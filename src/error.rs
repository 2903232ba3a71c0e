//! Error types shared across the pipeline stages.

use thiserror::Error;

pub use crate::{chord::ChordParseError, matcher::MatcherError};

/// Errors raised while turning a signal into pitch features.
#[derive(Debug, Error, Clone, PartialEq, Eq)]
pub enum ExtractionError {
    /// The sample rate cannot be used by the selected strategy.
    #[error("sample rate {got} Hz is below the required {minimum} Hz")]
    InvalidSampleRate {
        /// Lowest accepted sample rate.
        minimum: u32,
        /// The rate that was supplied.
        got: u32,
    },

    /// The signal holds no samples.
    #[error("signal is empty")]
    EmptySignal,

    /// The strategy parameters are inconsistent.
    #[error("configuration error: {0}")]
    Configuration(String),

    /// The input could not be resampled to the reference rate.
    #[error("resampling failed: {0}")]
    Resampling(String),
}

/// Errors raised by malformed feature filter parameters.
#[derive(Debug, Error, Clone, PartialEq, Eq)]
pub enum FilterError {
    /// A filter parameter is out of range.
    #[error("invalid `{filter}` parameter: {msg}")]
    InvalidParameter {
        /// Name of the offending filter.
        filter: &'static str,
        /// What is wrong with it.
        msg: String,
    },
}

impl FilterError {
    pub(crate) fn invalid(filter: &'static str, msg: impl Into<String>) -> Self {
        FilterError::InvalidParameter {
            filter,
            msg: msg.into(),
        }
    }
}

/// Any failure of a chord estimation run.
#[derive(Debug, Error, Clone, PartialEq, Eq)]
pub enum EstimatorError {
    /// Feature extraction failed.
    #[error(transparent)]
    Extraction(#[from] ExtractionError),

    /// The transform pipeline is misconfigured.
    #[error(transparent)]
    Filter(#[from] FilterError),

    /// The matcher is misconfigured.
    #[error(transparent)]
    Matcher(#[from] MatcherError),

    /// The estimator configuration is inconsistent.
    #[error("configuration error: {0}")]
    Configuration(String),
}
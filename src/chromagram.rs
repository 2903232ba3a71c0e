//! Chromagram
//!
//! Folds 128-bin pitch features onto the 12 pitch classes, treating notes an
//! octave apart as equivalent.

use crate::vector::{ChromaBuffer, ChromaVector, PitchBuffer, PitchVector};

/// Fold one pitch vector: `chroma[p mod 12] += pitch[p]`.
#[inline]
pub fn reduce_frame(pitch: &PitchVector) -> ChromaVector {
    ChromaVector::from(pitch)
}

/// Fold every frame of a pitch buffer, keeping its feature rate.
pub fn reduce(pitch: &PitchBuffer) -> ChromaBuffer {
    log::trace!("reducing {} pitch frames to chroma", pitch.len());
    pitch.map(reduce_frame)
}

#[cfg(test)]
mod tests {
    use super::*;
    use crate::pitch::Chroma;

    #[test]
    fn octaves_collapse_onto_one_pitch_class() {
        let mut frame = PitchVector::zeros();
        frame[0] = 1.0;
        frame[12] = 0.5;
        let chroma = reduce_frame(&frame);
        assert_eq!(chroma[Chroma::C.index()], 1.5);
        assert_eq!(chroma.sum(), 1.5);
        assert_eq!(chroma.indices_by_threshold(crate::vector::Threshold::AtLeast(1e-9)), vec![0]);
    }

    #[test]
    fn every_pitch_lands_on_its_chroma() {
        let mut frame = PitchVector::zeros();
        for p in 0..128 {
            frame[p] = 1.0;
        }
        let chroma = reduce_frame(&frame);
        // pitches 120..128 add a tenth octave to C through G
        for c in 0..12 {
            let expected = if c <= Chroma::G.index() { 11.0 } else { 10.0 };
            assert_eq!(chroma[c], expected);
        }
    }

    #[test]
    fn buffer_reduction_keeps_rate_and_length() {
        let buffer = PitchBuffer::new(vec![PitchVector::zeros(); 7], 21.5);
        let chroma = reduce(&buffer);
        assert_eq!(chroma.len(), 7);
        assert_eq!(chroma.feature_rate(), 21.5);
    }
}
//! Fixed-size feature vectors and feature buffers.
//!
//! `FeatureVector<N>` carries its length in the type, so arithmetic between
//! vectors of different lengths does not compile. Pitch vectors hold one bin
//! per absolute pitch and chroma vectors one bin per pitch class.

use crate::pitch::{PITCHES, SEMITONES};
use std::{
    cmp::Ordering,
    ops::{Add, AddAssign, Index, IndexMut, Mul, Sub},
};

/// Energy per absolute pitch.
pub type PitchVector = FeatureVector<PITCHES>;

/// Energy per pitch class.
pub type ChromaVector = FeatureVector<SEMITONES>;

/// Sequence of pitch vectors.
pub type PitchBuffer = FeatureBuffer<PITCHES>;

/// Sequence of chroma vectors.
pub type ChromaBuffer = FeatureBuffer<SEMITONES>;

/// Cut-off for [`FeatureVector::indices_by_threshold`].
#[derive(Debug, Copy, Clone, PartialEq)]
pub enum Threshold {
    /// Ranked indices whose value is at least the threshold.
    AtLeast(f32),
    /// Ranked indices whose value is below the threshold.
    Below(f32),
}

/// A real-valued vector of fixed length `N`.
#[derive(Debug, Copy, Clone, PartialEq)]
pub struct FeatureVector<const N: usize>([f32; N]);

impl<const N: usize> FeatureVector<N> {
    /// Zero-filled vector.
    pub const fn zeros() -> Self {
        FeatureVector([0.0; N])
    }

    /// Wrap an array of values.
    pub const fn new(values: [f32; N]) -> Self {
        FeatureVector(values)
    }

    /// Copy values from a slice; `None` unless `values.len() == N`.
    pub fn from_slice(values: &[f32]) -> Option<Self> {
        let array: [f32; N] = values.try_into().ok()?;
        Some(FeatureVector(array))
    }

    /// Values as a slice.
    pub fn as_slice(&self) -> &[f32] {
        &self.0
    }

    /// Values as a mutable slice.
    pub fn as_mut_slice(&mut self) -> &mut [f32] {
        &mut self.0
    }

    /// Apply `f` to every component.
    pub fn map(&self, f: impl Fn(f32) -> f32) -> Self {
        FeatureVector(self.0.map(f))
    }

    /// Dot product.
    pub fn dot(&self, other: &Self) -> f32 {
        self.0.iter().zip(other.0.iter()).map(|(a, b)| a * b).sum()
    }

    /// Euclidean norm.
    pub fn norm(&self) -> f32 {
        self.dot(self).sqrt()
    }

    /// Sum of components.
    pub fn sum(&self) -> f32 {
        self.0.iter().sum()
    }

    /// Largest component.
    pub fn max(&self) -> f32 {
        self.0.iter().copied().fold(f32::NEG_INFINITY, f32::max)
    }

    /// Whether every component is zero.
    pub fn is_silent(&self) -> bool {
        self.0.iter().all(|&v| v == 0.0)
    }

    /// `(a·b) / (‖a‖ + ‖b‖)`.
    ///
    /// Note the sum of norms in the denominator: this is not cosine
    /// similarity, and `a.similarity(a)` is `‖a‖ / 2`. Returns 0 when both
    /// vectors are zero.
    pub fn similarity(&self, other: &Self) -> f32 {
        let denominator = self.norm() + other.norm();
        if denominator == 0.0 {
            return 0.0;
        }
        self.dot(other) / denominator
    }

    /// All indices ordered by descending value; equal values keep index order.
    pub fn indices_by_value(&self) -> Vec<usize> {
        let mut indices: Vec<usize> = (0..N).collect();
        indices.sort_by(|&a, &b| self.0[b].partial_cmp(&self.0[a]).unwrap_or(Ordering::Equal));
        indices
    }

    /// The part of [`indices_by_value`](Self::indices_by_value) on one side of
    /// a threshold: the leading run for [`Threshold::AtLeast`], the trailing
    /// run for [`Threshold::Below`].
    pub fn indices_by_threshold(&self, threshold: Threshold) -> Vec<usize> {
        let mut ranked = self.indices_by_value();
        let limit = match threshold {
            Threshold::AtLeast(t) | Threshold::Below(t) => t,
        };
        let cut = ranked
            .iter()
            .position(|&i| self.0[i] < limit)
            .unwrap_or(ranked.len());
        match threshold {
            Threshold::AtLeast(_) => {
                ranked.truncate(cut);
                ranked
            }
            Threshold::Below(_) => ranked.split_off(cut),
        }
    }

    /// Index of the largest component; the first one on ties.
    pub fn argmax(&self) -> usize {
        self.indices_by_value()[0]
    }
}

impl<const N: usize> Default for FeatureVector<N> {
    fn default() -> Self {
        Self::zeros()
    }
}

impl<const N: usize> From<[f32; N]> for FeatureVector<N> {
    fn from(values: [f32; N]) -> Self {
        FeatureVector(values)
    }
}

impl From<&PitchVector> for ChromaVector {
    /// Fold pitches onto pitch classes by summing octaves.
    fn from(pitch: &PitchVector) -> Self {
        let mut chroma = ChromaVector::zeros();
        for (p, &energy) in pitch.0.iter().enumerate() {
            chroma.0[p % SEMITONES] += energy;
        }
        chroma
    }
}

impl<const N: usize> Index<usize> for FeatureVector<N> {
    type Output = f32;

    fn index(&self, index: usize) -> &f32 {
        &self.0[index]
    }
}

impl<const N: usize> IndexMut<usize> for FeatureVector<N> {
    fn index_mut(&mut self, index: usize) -> &mut f32 {
        &mut self.0[index]
    }
}

impl<const N: usize> Add for FeatureVector<N> {
    type Output = Self;

    fn add(mut self, rhs: Self) -> Self {
        self += rhs;
        self
    }
}

impl<const N: usize> AddAssign for FeatureVector<N> {
    fn add_assign(&mut self, rhs: Self) {
        self.0.iter_mut().zip(rhs.0).for_each(|(a, b)| *a += b);
    }
}

impl<const N: usize> Sub for FeatureVector<N> {
    type Output = Self;

    fn sub(mut self, rhs: Self) -> Self {
        self.0.iter_mut().zip(rhs.0).for_each(|(a, b)| *a -= b);
        self
    }
}

impl<const N: usize> Mul<f32> for FeatureVector<N> {
    type Output = Self;

    fn mul(self, rhs: f32) -> Self {
        self.map(|v| v * rhs)
    }
}

/// A sequence of vectors together with the number of vectors per second of
/// source audio. The two are never separated.
#[derive(Debug, Clone, PartialEq)]
pub struct FeatureBuffer<const N: usize> {
    frames: Vec<FeatureVector<N>>,
    feature_rate: f32,
}

impl<const N: usize> FeatureBuffer<N> {
    /// Bundle frames with their feature rate in Hz.
    pub fn new(frames: Vec<FeatureVector<N>>, feature_rate: f32) -> Self {
        FeatureBuffer {
            frames,
            feature_rate,
        }
    }

    /// Frames in time order.
    pub fn frames(&self) -> &[FeatureVector<N>] {
        &self.frames
    }

    /// Vectors per second of source audio.
    pub fn feature_rate(&self) -> f32 {
        self.feature_rate
    }

    /// Number of frames.
    pub fn len(&self) -> usize {
        self.frames.len()
    }

    /// Whether there are no frames.
    pub fn is_empty(&self) -> bool {
        self.frames.is_empty()
    }

    /// Iterate over frames.
    pub fn iter(&self) -> std::slice::Iter<'_, FeatureVector<N>> {
        self.frames.iter()
    }

    /// Start time of frame `index` in seconds.
    pub fn frame_time(&self, index: usize) -> f32 {
        index as f32 / self.feature_rate
    }

    /// Length of the covered audio in seconds.
    pub fn duration_secs(&self) -> f32 {
        self.frame_time(self.frames.len())
    }

    /// Transform every frame, keeping the feature rate.
    pub fn map<const M: usize>(
        &self,
        f: impl Fn(&FeatureVector<N>) -> FeatureVector<M>,
    ) -> FeatureBuffer<M> {
        FeatureBuffer::new(self.frames.iter().map(f).collect(), self.feature_rate)
    }

    /// Average of all frames; zeros for an empty buffer.
    pub fn mean(&self) -> FeatureVector<N> {
        if self.frames.is_empty() {
            return FeatureVector::zeros();
        }
        let total = self
            .frames
            .iter()
            .fold(FeatureVector::zeros(), |acc, frame| acc + *frame);
        total * (1.0 / self.frames.len() as f32)
    }

    /// Split into frames and feature rate.
    pub fn into_parts(self) -> (Vec<FeatureVector<N>>, f32) {
        (self.frames, self.feature_rate)
    }
}

impl<'a, const N: usize> IntoIterator for &'a FeatureBuffer<N> {
    type Item = &'a FeatureVector<N>;
    type IntoIter = std::slice::Iter<'a, FeatureVector<N>>;

    fn into_iter(self) -> Self::IntoIter {
        self.frames.iter()
    }
}
impl ChordPattern {
    /// Pattern with no intervals above the root.
    pub const EMPTY: ChordPattern = ChordPattern {
        slots: [None; DEGREE_COUNT],
    };

    /// Build a pattern from a list of intervals. A later interval replaces an
    /// earlier one of the same degree; the unison is ignored.
    pub fn from_intervals(intervals: &[Interval]) -> Self {
        intervals
            .iter()
            .fold(ChordPattern::EMPTY, |pattern, &interval| pattern | interval)
    }

    /// The major triad, used as the fallback pattern for unknown suffixes.
    pub fn major_triad() -> Self {
        ChordPattern::from_intervals(&[Interval::MajorThird, Interval::PerfectFifth])
    }

    /// Decode a packed mask. Bits above 24 are ignored; when a field has more
    /// than one bit set, the lowest one wins.
    pub fn from_bits(bits: u32) -> Self {
        let bits = bits & PATTERN_MASK;
        let mut pattern = ChordPattern::EMPTY;
        for degree in Degree::ALL {
            pattern.slots[degree.index()] = degree
                .choices()
                .iter()
                .copied()
                .find(|choice| bits & choice.code() != 0);
        }
        pattern
    }

    /// Packed form: bitwise union of every interval's code.
    pub fn bits(&self) -> u32 {
        self.intervals()
            .map(Interval::code)
            .fold(0, |acc, code| acc | code)
    }

    /// Interval occupying `degree`, if any.
    pub fn interval_at(&self, degree: Degree) -> Option<Interval> {
        self.slots[degree.index()]
    }

    /// Stored intervals in ascending degree order.
    pub fn intervals(&self) -> impl Iterator<Item = Interval> + '_ {
        self.slots.iter().flatten().copied()
    }

    /// Whether `interval` is part of this pattern. The unison always is.
    pub fn contains(&self, interval: Interval) -> bool {
        match interval.degree() {
            None => true,
            Some(degree) => self.bits() & degree.field_mask() == interval.code(),
        }
    }

    /// Number of notes including the root.
    pub fn note_count(&self) -> usize {
        self.bits().count_ones() as usize + 1
    }

    /// Canonical ASCII suffix from the standard library, or `?`.
    pub fn suffix(&self) -> &'static str {
        PatternLibrary::standard().suffix(self)
    }
}

impl BitOr<Interval> for ChordPattern {
    type Output = ChordPattern;

    fn bitor(mut self, interval: Interval) -> ChordPattern {
        if let Some(degree) = interval.degree() {
            self.slots[degree.index()] = Some(interval);
        }
        self
    }
}
impl ChordEstimator {
    /// Return a builder to customize the estimator.
    pub fn builder() -> ChordEstimatorBuilder {
        ChordEstimatorBuilder::new()
    }

    /// Estimator with [`EstimatorConfig::default`].
    pub fn new() -> Result<Self, EstimatorError> {
        Self::builder().build()
    }

    /// The configuration in use.
    pub fn config(&self) -> &EstimatorConfig {
        &self.config
    }

    /// The matcher used for every frame.
    pub fn matcher(&self) -> &ChordMatcher {
        &self.matcher
    }

    /// Analyse a mono signal.
    ///
    /// The filterbank strategy requires at least 44100 Hz.
    pub fn analyze(&self, samples: &[f32], sample_rate: u32) -> Result<Analysis, EstimatorError> {
        log::debug!(
            "analysing {} samples at {sample_rate} Hz",
            samples.len()
        );
        let pitch = match &self.extractor {
            Extractor::Stft(stft) => stft.extract(samples, sample_rate)?,
            Extractor::Filterbank(bank) => {
                bank.extract(&MultirateSignal::from_mono(samples, sample_rate)?)
            }
        };
        self.finish(pitch)
    }

    /// Analyse a signal whose multirate streams were produced elsewhere.
    /// The STFT strategy reads the 44100 Hz stream.
    pub fn analyze_multirate(&self, signal: &MultirateSignal) -> Result<Analysis, EstimatorError> {
        let pitch = match &self.extractor {
            Extractor::Stft(stft) => stft.extract(signal.stream(0), REFERENCE_RATE)?,
            Extractor::Filterbank(bank) => bank.extract(signal),
        };
        self.finish(pitch)
    }

    /// Match already extracted pitch features.
    pub fn analyze_features(&self, pitch: PitchBuffer) -> Result<Analysis, EstimatorError> {
        self.finish(pitch)
    }

    fn finish(&self, raw_pitch: PitchBuffer) -> Result<Analysis, EstimatorError> {
        let pipeline = &self.config.pipeline;
        let pitch_features = pipeline.apply_pitch(&raw_pitch)?;
        let chroma_features = pipeline.apply_chroma(&chromagram::reduce(&pitch_features))?;
        log::debug!(
            "{} pitch frames -> {} chroma frames at {:.3} Hz",
            pitch_features.len(),
            chroma_features.len(),
            chroma_features.feature_rate()
        );

        let threshold = self.config.note_count_threshold;
        let results: Vec<MatchResult> = chroma_features
            .frames()
            .par_iter()
            .map(|frame| {
                self.matcher
                    .match_frame(frame, estimate_note_count(frame, threshold))
            })
            .collect();

        let estimates = results
            .iter()
            .enumerate()
            .map(|(index, result)| {
                let best = result.best();
                FrameEstimate {
                    index,
                    time_secs: chroma_features.frame_time(index),
                    chord: best.chord,
                    score: best.score,
                }
            })
            .collect();

        let match_results = match self.config.detail {
            ScoreDetail::Best => None,
            ScoreDetail::Full => Some(results),
        };

        Ok(Analysis {
            feature_rate: chroma_features.feature_rate(),
            pitch_features,
            chroma_features,
            estimates,
            match_results,
        })
    }
}

/// Best chord of one chroma frame.
#[derive(Debug, Copy, Clone, PartialEq, Serialize)]
pub struct FrameEstimate {
    /// Frame position.
    pub index: usize,
    /// Frame start in seconds.
    pub time_secs: f32,
    /// Best matching chord.
    pub chord: Chord,
    /// Its score.
    pub score: f32,
}

/// Consecutive frames sharing the same best chord.
#[derive(Debug, Copy, Clone, PartialEq, Serialize)]
pub struct ChordSegment {
    /// The chord.
    pub chord: Chord,
    /// Start of the first frame.
    pub start_secs: f32,
    /// End of the last frame.
    pub end_secs: f32,
    /// Mean best score over the segment.
    pub mean_score: f32,
}

/// Result of one analysis run.
#[derive(Debug, Clone)]
pub struct Analysis {
    /// Chroma frames per second; the rate of `estimates`.
    pub feature_rate: f32,
    /// Pitch features after the pitch stage of the pipeline.
    pub pitch_features: PitchBuffer,
    /// Chroma features after the chroma stage, as matched.
    pub chroma_features: ChromaBuffer,
    /// One estimate per chroma frame.
    pub estimates: Vec<FrameEstimate>,
    /// Every chord's score per frame, with [`ScoreDetail::Full`].
    pub match_results: Option<Vec<MatchResult>>,
}

impl Analysis {
    /// Merge runs of equal best chords.
    pub fn segments(&self) -> Vec<ChordSegment> {
        let mut segments = Vec::new();
        let mut rest = self.estimates.as_slice();
        while let Some(first) = rest.first() {
            let run = rest
                .iter()
                .position(|e| e.chord != first.chord)
                .unwrap_or(rest.len());
            let total: f32 = rest[..run].iter().map(|e| e.score).sum();
            segments.push(ChordSegment {
                chord: first.chord,
                start_secs: first.index as f32 / self.feature_rate,
                end_secs: (first.index + run) as f32 / self.feature_rate,
                mean_score: total / run as f32,
            });
            rest = &rest[run..];
        }
        segments
    }

    /// Best chord names, one per frame.
    pub fn chord_names(&self) -> Vec<String> {
        self.estimates.iter().map(|e| e.chord.to_string()).collect()
    }
}
#[cfg(test)]
mod tests {
    use super::*;
    use pretty_assertions::assert_eq;
    use rstest::rstest;

    fn sine(frequency: f64, len: usize) -> Vec<f32> {
        (0..len)
            .map(|n| (2.0 * PI * frequency * n as f64 / REFERENCE_RATE as f64).sin() as f32)
            .collect()
    }

    #[rstest]
    #[case(0, 4)]
    #[case(20, 4)]
    #[case(21, 3)]
    #[case(59, 3)]
    #[case(60, 2)]
    #[case(91, 2)]
    #[case(92, 1)]
    #[case(119, 1)]
    #[case(120, 0)]
    #[case(127, 0)]
    fn pitches_use_their_band(#[case] pitch: u8, #[case] stream: usize) {
        let pitch = Pitch::new(pitch).unwrap();
        assert_eq!(stream_for_pitch(pitch), stream);
        // every centre frequency sits below the stream's anti-aliasing cutoff
        let cutoff = CUTOFF_RATIO * STREAM_RATES[stream] as f64;
        assert!(stream == 0 || pitch.frequency() < cutoff);
    }

    #[test]
    fn multirate_streams_have_expected_lengths() {
        let signal = MultirateSignal::from_mono(&vec![0.0; 44_100], 44_100).unwrap();
        assert_eq!(signal.stream(0).len(), 44_100);
        assert_eq!(signal.stream(1).len(), 22_050);
        assert_eq!(signal.stream(2).len(), 4_410);
        assert_eq!(signal.stream(3).len(), 882);
        assert_eq!(signal.stream(4).len(), 441);
        assert!((signal.duration_secs() - 1.0).abs() < 1e-6);
    }

    #[test]
    fn rejects_low_sample_rates() {
        assert!(matches!(
            MultirateSignal::from_mono(&[0.0; 100], 22_050),
            Err(ExtractionError::InvalidSampleRate {
                minimum: 44_100,
                got: 22_050,
            })
        ));
    }

    #[test]
    fn higher_rates_are_brought_to_reference() {
        let signal = MultirateSignal::from_mono(&vec![0.0; 48_000], 48_000).unwrap();
        let len = signal.stream(0).len();
        assert!(len.abs_diff(44_100) <= 441, "resampled to {len} samples");
        assert!((signal.duration_secs() - 1.0).abs() < 0.01);
    }

    #[test]
    fn resampled_tone_keeps_its_pitch_and_level() {
        let samples: Vec<f32> = (0..2 * 48_000)
            .map(|n| (2.0 * PI * 440.0 * n as f64 / 48_000.0).sin() as f32)
            .collect();
        let signal = MultirateSignal::from_mono(&samples, 48_000).unwrap();
        let extractor = FilterbankExtractor::new(FilterbankConfig::default()).unwrap();
        let features = extractor.extract(&signal);

        let steady = &features.frames()[10..features.len() - 2];
        for frame in steady {
            assert_eq!(frame.argmax(), 69);
            // a unit sine has a mean square of 0.5
            assert!(frame[69] > 0.4, "energy {}", frame[69]);
        }
    }

    #[test]
    fn streams_are_decimated_from_the_reference() {
        let reference = sine(100.0, 44_100);
        let signal = MultirateSignal::from_mono(&reference, 44_100).unwrap();
        for (index, &rate) in STREAM_RATES.iter().enumerate().skip(1) {
            let factor = (REFERENCE_RATE / rate) as usize;
            let expected = decimate(&reference, REFERENCE_RATE, factor);
            assert_eq!(signal.stream(index), expected.as_slice());
        }
    }

    #[test]
    fn decimation_attenuates_aliases() {
        // 3 kHz is above the 2205 Hz Nyquist frequency of the 4410 Hz stream
        let signal = MultirateSignal::from_mono(&sine(3000.0, 44_100), 44_100).unwrap();
        let tail = &signal.stream(2)[2000..];
        let rms = (tail.iter().map(|x| x * x).sum::<f32>() / tail.len() as f32).sqrt();
        assert!(rms < 0.05, "alias rms {rms}");
    }

    #[rstest]
    #[case(45)]
    #[case(57)]
    #[case(69)]
    #[case(76)]
    fn tone_energy_peaks_at_its_pitch(#[case] pitch: u8) {
        let frequency = Pitch::new(pitch).unwrap().frequency();
        let signal = MultirateSignal::from_mono(&sine(frequency, 2 * 44_100), 44_100).unwrap();
        let extractor = FilterbankExtractor::new(FilterbankConfig::default()).unwrap();
        let features = extractor.extract(&signal);

        assert_eq!(features.feature_rate(), 20.0);
        let steady = &features.frames()[10..features.len() - 2];
        for frame in steady {
            assert_eq!(frame.argmax(), pitch as usize);
        }
    }

    #[rstest]
    #[case(88)]
    #[case(90)]
    #[case(91)]
    #[case(92)]
    #[case(93)]
    #[case(95)]
    #[case(96)]
    #[case(97)]
    fn pitches_near_the_band_split_keep_their_energy(#[case] pitch: u8) {
        let frequency = Pitch::new(pitch).unwrap().frequency();
        let signal = MultirateSignal::from_mono(&sine(frequency, 2 * 44_100), 44_100).unwrap();
        let extractor = FilterbankExtractor::new(FilterbankConfig::default()).unwrap();
        let features = extractor.extract(&signal);
        let frame = &features.frames()[20];

        assert_eq!(frame.argmax(), pitch as usize);
        // at least three quarters of the 0.5 mean square of a unit sine
        assert!(frame[pitch as usize] >= 0.375, "energy {}", frame[pitch as usize]);
    }

    #[test]
    fn from_streams_checks_every_stream() {
        let streams: [Vec<f32>; 5] = [
            vec![0.0; 10],
            vec![0.0; 5],
            vec![],
            vec![0.0; 1],
            vec![0.0; 1],
        ];
        assert!(MultirateSignal::from_streams(streams).is_err());
    }
}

(PROBLEM DETAILS):
Read through the entries and copy each line in which "minimum" appears.

(PROBLEM SOLUTION):
    #[error("sample rate {got} Hz is below the required {minimum} Hz")]
        minimum: u32,
                minimum: 44_100,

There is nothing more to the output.